Source data:
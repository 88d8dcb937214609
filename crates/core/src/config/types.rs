use serde::{Deserialize, Serialize};
use std::net::{IpAddr, Ipv4Addr};
use std::path::PathBuf;

use crate::converter::ToolkitConfig;
use crate::orchestrator::OrchestratorConfig;

/// Root configuration
#[derive(Debug, Clone, Default, PartialEq, Deserialize, Serialize)]
pub struct Config {
    #[serde(default)]
    pub server: ServerConfig,
    #[serde(default)]
    pub storage: StorageConfig,
    #[serde(default)]
    pub orchestrator: OrchestratorConfig,
    #[serde(default)]
    pub tools: ToolkitConfig,
}

/// Server configuration
#[derive(Debug, Clone, PartialEq, Deserialize, Serialize)]
pub struct ServerConfig {
    #[serde(default = "default_host")]
    pub host: IpAddr,
    #[serde(default = "default_port")]
    pub port: u16,
    /// Maximum requests handled at once.
    #[serde(default = "default_concurrency")]
    pub concurrency: usize,
}

impl Default for ServerConfig {
    fn default() -> Self {
        Self {
            host: default_host(),
            port: default_port(),
            concurrency: default_concurrency(),
        }
    }
}

fn default_host() -> IpAddr {
    IpAddr::V4(Ipv4Addr::UNSPECIFIED)
}

fn default_port() -> u16 {
    8080
}

fn default_concurrency() -> usize {
    256
}

/// Storage configuration
#[derive(Debug, Clone, PartialEq, Deserialize, Serialize)]
pub struct StorageConfig {
    /// Holds `data/` (documents) and `files/` (inputs and outputs).
    #[serde(default = "default_root")]
    pub root: PathBuf,
}

impl Default for StorageConfig {
    fn default() -> Self {
        Self {
            root: default_root(),
        }
    }
}

impl StorageConfig {
    pub fn data_dir(&self) -> PathBuf {
        self.root.join("data")
    }

    pub fn files_dir(&self) -> PathBuf {
        self.root.join("files")
    }
}

fn default_root() -> PathBuf {
    PathBuf::from("var")
}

- **Work to complete**
How many lines in the entries above include the string "configuration"? Give only the number.

- **Response**
3